De même que l’amour de Dieu se révèle par les actes de la vie intérieure, ainsi l’amour du prochain se manifeste par les opérations de la vie extérieure, et par conséquent l’amour de Dieu et l’amour du prochain ne pouvant se séparer, il en résulte que ces deux formes de vie ne sauraient non plus subsister l’une sans l’autre.
Aussi, dit Suarez, il ne peut exister d’état correctement et normalement ordonné pour arriver à la perfection qui ne participe dans une certaine mesure de l’action et de la contemplation.
L’illustre jésuite ne fait que commenter l’enseignement de saint Thomas. Ceux qui sont appelés aux œuvres de la vie active, dit le Docteur angélique, auraient tort de croire que ce devoir les dispense de la vie contemplative. Ce devoir s’y ajoute et n’en diminue pas la nécessité. Ainsi les deux vies, loin de s’exclure, s’appellent, se supposent, se mêlent, se complètent ; et s’il est une part plus considérable à faire à l’une d’eux, c’est à la vie contemplative qui est la plus parfaite et la plus nécessaire.

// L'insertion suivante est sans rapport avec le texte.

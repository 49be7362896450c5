//! 健康检查路由
//!
//! | 路径 | 方法 | 说明 | 认证 |
//! |------|------|------|------|
//! | /api/health | GET | 简单健康检查 | 无 |

use axum::{Json, Router, routing::get};
use shared::client::HealthResponse;

use crate::core::ServerState;

/// 健康检查路由 - 公共路由 (无需认证)
pub fn router() -> Router<ServerState> {
    Router::new().route("/api/health", get(health))
}

async fn health() -> Json<HealthResponse> {
    Json(HealthResponse {
        status: "ok".to_string(),
        version: env!("CARGO_PKG_VERSION").to_string(),
    })
}
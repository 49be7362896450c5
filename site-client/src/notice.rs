//! User-facing notices
//!
//! The accessor decides *when* the user has to be told something; how it is
//! shown (toast, banner, log line) belongs to the embedding UI.

use parking_lot::Mutex;

/// Notice severity
#[derive(Debug, Clone, Copy, PartialEq, Eq)]
pub enum NoticeLevel {
    Info,
    Error,
}

/// A message meant for the person using the site or back office
#[derive(Debug, Clone, PartialEq, Eq)]
pub struct Notice {
    pub level: NoticeLevel,
    pub message: String,
}

impl Notice {
    pub fn error(message: impl Into<String>) -> Self {
        Self {
            level: NoticeLevel::Error,
            message: message.into(),
        }
    }

    pub fn info(message: impl Into<String>) -> Self {
        Self {
            level: NoticeLevel::Info,
            message: message.into(),
        }
    }
}

/// Sink for user notices
pub trait Notifier: Send + Sync {
    fn notify(&self, notice: Notice);
}

/// Default sink: logs through tracing
#[derive(Debug, Default, Clone, Copy)]
pub struct TracingNotifier;

impl Notifier for TracingNotifier {
    fn notify(&self, notice: Notice) {
        match notice.level {
            NoticeLevel::Info => tracing::info!(target: "notice", "{}", notice.message),
            NoticeLevel::Error => tracing::warn!(target: "notice", "{}", notice.message),
        }
    }
}

/// Keeps every notice in memory (tests, headless embedding)
#[derive(Debug, Default)]
pub struct MemoryNotifier {
    notices: Mutex<Vec<Notice>>,
}

impl MemoryNotifier {
    pub fn new() -> Self {
        Self::default()
    }

    pub fn notices(&self) -> Vec<Notice> {
        self.notices.lock().clone()
    }

    pub fn error_count(&self) -> usize {
        self.notices
            .lock()
            .iter()
            .filter(|n| n.level == NoticeLevel::Error)
            .count()
    }
}

impl Notifier for MemoryNotifier {
    fn notify(&self, notice: Notice) {
        self.notices.lock().push(notice);
    }
}
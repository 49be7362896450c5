//! Local settings cache
//!
//! Best-effort persisted copy of the last known good settings document.
//! Everything stored here is disposable: a missing or unreadable entry is
//! a cold start, never an error shown to anyone.

use std::collections::HashMap;
use std::path::{Path, PathBuf};

use parking_lot::Mutex;

use crate::error::CacheError;

/// Fixed key the settings document is cached under
pub const SETTINGS_CACHE_KEY: &str = "site_settings";

/// Persistent key/value storage for cached documents
///
/// Synchronous on purpose: cold start must read the cache before any
/// network call can resolve.
pub trait CacheStore: Send + Sync {
    /// Raw entry, `None` when absent
    fn load(&self, key: &str) -> Result<Option<String>, CacheError>;

    /// Overwrite the entry
    fn store(&self, key: &str, value: &str) -> Result<(), CacheError>;

    /// Remove the entry; removing a missing entry is not an error
    fn remove(&self, key: &str) -> Result<(), CacheError>;
}

/// File-backed store: one `<dir>/<key>.json` file per entry
#[derive(Debug, Clone)]
pub struct FileCacheStore {
    dir: PathBuf,
}

impl FileCacheStore {
    pub fn new(dir: impl Into<PathBuf>) -> Self {
        Self { dir: dir.into() }
    }

    pub fn dir(&self) -> &Path {
        &self.dir
    }

    fn path_for(&self, key: &str) -> PathBuf {
        self.dir.join(format!("{}.json", key))
    }
}

impl CacheStore for FileCacheStore {
    fn load(&self, key: &str) -> Result<Option<String>, CacheError> {
        match std::fs::read_to_string(self.path_for(key)) {
            Ok(raw) => Ok(Some(raw)),
            Err(e) if e.kind() == std::io::ErrorKind::NotFound => Ok(None),
            Err(e) => Err(e.into()),
        }
    }

    fn store(&self, key: &str, value: &str) -> Result<(), CacheError> {
        std::fs::create_dir_all(&self.dir)?;

        // 先写临时文件再 rename，避免半截写入
        let path = self.path_for(key);
        let tmp = path.with_extension("json.tmp");
        std::fs::write(&tmp, value)?;
        if let Err(e) = std::fs::rename(&tmp, &path) {
            let _ = std::fs::remove_file(&tmp);
            return Err(e.into());
        }
        Ok(())
    }

    fn remove(&self, key: &str) -> Result<(), CacheError> {
        match std::fs::remove_file(self.path_for(key)) {
            Ok(()) => Ok(()),
            Err(e) if e.kind() == std::io::ErrorKind::NotFound => Ok(()),
            Err(e) => Err(e.into()),
        }
    }
}

/// In-memory store for tests and embedding
#[derive(Debug, Default)]
pub struct MemoryCacheStore {
    entries: Mutex<HashMap<String, String>>,
}

impl MemoryCacheStore {
    pub fn new() -> Self {
        Self::default()
    }

    /// Pre-populated store
    pub fn with_entry(key: &str, value: impl Into<String>) -> Self {
        let store = Self::new();
        store.entries.lock().insert(key.to_string(), value.into());
        store
    }

    pub fn get(&self, key: &str) -> Option<String> {
        self.entries.lock().get(key).cloned()
    }
}

impl CacheStore for MemoryCacheStore {
    fn load(&self, key: &str) -> Result<Option<String>, CacheError> {
        Ok(self.entries.lock().get(key).cloned())
    }

    fn store(&self, key: &str, value: &str) -> Result<(), CacheError> {
        self.entries
            .lock()
            .insert(key.to_string(), value.to_string());
        Ok(())
    }

    fn remove(&self, key: &str) -> Result<(), CacheError> {
        self.entries.lock().remove(key);
        Ok(())
    }
}

impl<T: CacheStore + ?Sized> CacheStore for std::sync::Arc<T> {
    fn load(&self, key: &str) -> Result<Option<String>, CacheError> {
        (**self).load(key)
    }

    fn store(&self, key: &str, value: &str) -> Result<(), CacheError> {
        (**self).store(key, value)
    }

    fn remove(&self, key: &str) -> Result<(), CacheError> {
        (**self).remove(key)
    }
}
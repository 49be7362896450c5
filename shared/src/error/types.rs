//! Error types and API response structures

use super::codes::ErrorCode;
use http::StatusCode;
use serde::{Deserialize, Serialize};
use serde_json::Value;
use std::collections::HashMap;
use thiserror::Error;

/// Application error with structured error code and details
///
/// - Standardized error codes via [`ErrorCode`]
/// - Human-readable messages
/// - Optional structured details (field-level errors, context)
#[derive(Debug, Clone, Error)]
#[error("{message}")]
pub struct AppError {
    /// The error code identifying the type of error
    pub code: ErrorCode,
    /// Human-readable error message
    pub message: String,
    /// Optional additional details
    pub details: Option<HashMap<String, Value>>,
}

impl AppError {
    /// Create a new error with the default message for the error code
    pub fn new(code: ErrorCode) -> Self {
        Self {
            message: code.message().to_string(),
            code,
            details: None,
        }
    }

    /// Create a new error with a custom message
    pub fn with_message(code: ErrorCode, message: impl Into<String>) -> Self {
        Self {
            code,
            message: message.into(),
            details: None,
        }
    }

    /// Add a detail entry to this error
    pub fn with_detail(mut self, key: impl Into<String>, value: impl Into<Value>) -> Self {
        self.details
            .get_or_insert_with(HashMap::new)
            .insert(key.into(), value.into());
        self
    }

    /// Get the HTTP status code for this error
    pub fn http_status(&self) -> StatusCode {
        self.code.http_status()
    }

    // ==================== Convenience constructors ====================

    /// Create a validation error
    pub fn validation(msg: impl Into<String>) -> Self {
        Self::with_message(ErrorCode::ValidationFailed, msg)
    }

    /// Create an unauthorized error
    pub fn unauthorized() -> Self {
        Self::new(ErrorCode::NotAuthenticated)
    }

    /// Create an invalid credentials error
    pub fn invalid_credentials() -> Self {
        Self::new(ErrorCode::InvalidCredentials)
    }

    /// Create an invalid token error
    pub fn invalid_token(msg: impl Into<String>) -> Self {
        Self::with_message(ErrorCode::TokenInvalid, msg)
    }

    /// Create a token expired error
    pub fn token_expired() -> Self {
        Self::new(ErrorCode::TokenExpired)
    }

    /// Create an invalid request error
    pub fn invalid_request(msg: impl Into<String>) -> Self {
        Self::with_message(ErrorCode::InvalidRequest, msg)
    }

    /// Create an internal error
    pub fn internal(msg: impl Into<String>) -> Self {
        Self::with_message(ErrorCode::InternalError, msg)
    }

    /// Create a database error
    pub fn database(msg: impl Into<String>) -> Self {
        Self::with_message(ErrorCode::DatabaseError, msg)
    }
}

/// Error envelope returned by every failing endpoint
///
/// - `code`: [`ErrorCode`] value
/// - `message`: Human-readable message
/// - `details`: Additional error details (field names, offending values)
#[derive(Debug, Clone, Serialize, Deserialize)]
pub struct ApiResponse<T> {
    /// Error code
    #[serde(skip_serializing_if = "Option::is_none")]
    pub code: Option<u16>,
    /// Human-readable message
    pub message: String,
    /// Response data (present on success)
    #[serde(skip_serializing_if = "Option::is_none")]
    pub data: Option<T>,
    /// Additional error details (present on failure)
    #[serde(skip_serializing_if = "Option::is_none")]
    pub details: Option<HashMap<String, Value>>,
}

impl ApiResponse<()> {
    /// Create an error response from an AppError
    pub fn error(err: &AppError) -> Self {
        Self {
            code: Some(err.code.code()),
            message: err.message.clone(),
            data: None,
            details: err.details.clone(),
        }
    }
}

/// Type alias for Result with AppError
pub type AppResult<T> = Result<T, AppError>;

// ===== Axum Integration =====

impl axum::response::IntoResponse for AppError {
    fn into_response(self) -> axum::response::Response {
        use axum::Json;

        let status = self.http_status();
        let body = ApiResponse::<()>::error(&self);

        if matches!(self.code.category(), super::category::ErrorCategory::System) {
            tracing::error!(
                code = %self.code,
                message = %self.message,
                "System error occurred"
            );
        }

        (status, Json(body)).into_response()
    }
}
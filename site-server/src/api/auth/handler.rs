//! Authentication Handlers
//!
//! Single-administrator login against the configured argon2 hash

use std::time::Duration;

use axum::{Json, extract::State};
use shared::client::{LoginRequest, LoginResponse};

use crate::AppError;
use crate::auth::password::verify_password;
use crate::core::ServerState;
use crate::security_log;
use crate::utils::validation::{MAX_NAME_LEN, MAX_PASSWORD_LEN, validate_required_text};

/// Fixed delay for authentication to prevent timing attacks
const AUTH_FIXED_DELAY_MS: u64 = 500;

/// Role carried in admin tokens
const ADMIN_ROLE: &str = "admin";

/// Login handler
///
/// Authenticates the administrator and returns a JWT token
pub async fn login(
    State(state): State<ServerState>,
    Json(req): Json<LoginRequest>,
) -> Result<Json<LoginResponse>, AppError> {
    validate_required_text(&req.username, "username", MAX_NAME_LEN)?;
    validate_required_text(&req.password, "password", MAX_PASSWORD_LEN)?;

    let admin = &state.config.admin;

    let valid = match admin.password_hash.as_deref() {
        Some(hash) if req.username == admin.username => verify_password(&req.password, hash)
            .map_err(|e| AppError::internal(format!("Password verification failed: {}", e)))?,
        _ => false,
    };

    // Fixed delay before answering, same for every outcome
    tokio::time::sleep(Duration::from_millis(AUTH_FIXED_DELAY_MS)).await;

    if !valid {
        security_log!("WARN", "login_failed", username = req.username.clone());
        tracing::warn!(username = %req.username, "Login failed - invalid credentials");
        return Err(AppError::invalid_credentials());
    }

    let token = state
        .jwt_service
        .generate_token(&admin.username, ADMIN_ROLE)
        .map_err(|e| AppError::internal(format!("Failed to generate token: {}", e)))?;

    tracing::info!(username = %admin.username, "Admin logged in successfully");

    Ok(Json(LoginResponse {
        token,
        expires_in: state.jwt_service.expires_in_seconds(),
        username: admin.username.clone(),
    }))
}
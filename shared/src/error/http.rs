//! HTTP status code mapping for error codes

use super::codes::ErrorCode;
use http::StatusCode;

impl ErrorCode {
    /// Get the appropriate HTTP status code for this error code
    pub fn http_status(&self) -> StatusCode {
        match self {
            Self::Success => StatusCode::OK,

            Self::NotFound => StatusCode::NOT_FOUND,

            Self::NotAuthenticated
            | Self::InvalidCredentials
            | Self::TokenExpired
            | Self::TokenInvalid => StatusCode::UNAUTHORIZED,

            Self::PermissionDenied => StatusCode::FORBIDDEN,

            Self::FileTooLarge => StatusCode::PAYLOAD_TOO_LARGE,
            Self::UnsupportedFileFormat => StatusCode::UNSUPPORTED_MEDIA_TYPE,

            // 503 Service Unavailable (transient errors, client can retry)
            Self::NetworkError | Self::TimeoutError => StatusCode::SERVICE_UNAVAILABLE,

            Self::InternalError
            | Self::DatabaseError
            | Self::ConfigError
            | Self::FileStorageFailed => StatusCode::INTERNAL_SERVER_ERROR,

            // 400 Bad Request (default for validation errors)
            _ => StatusCode::BAD_REQUEST,
        }
    }
}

L’action, pour être féconde, a besoin de la contemplation ; celle-ci, lorsqu’elle atteint à un certain degré d’intensité, répand sur la première quelque chose de son excédent, et par elle l’âme va puiser directement dans le cœur de Dieu les grâces que l’action a charge de distribuer.
C’est pourquoi, dans l’âme d’un saint, l’action et la contemplation se fondant en une harmonie parfaite donnent à sa vie une merveilleuse unité. Tel, par exemple, saint Bernard, l’homme le plus contemplatif et en même temps le plus actif de son siècle, et dont un de ses contemporains fait cette admirable peinture : En lui, la contemplation et l’action s’accordaient à un tel point que ce saint paraissait à la fois tout adonné aux œuvres extérieures et cependant tout absorbé dans la présence et l’amour de son Dieu.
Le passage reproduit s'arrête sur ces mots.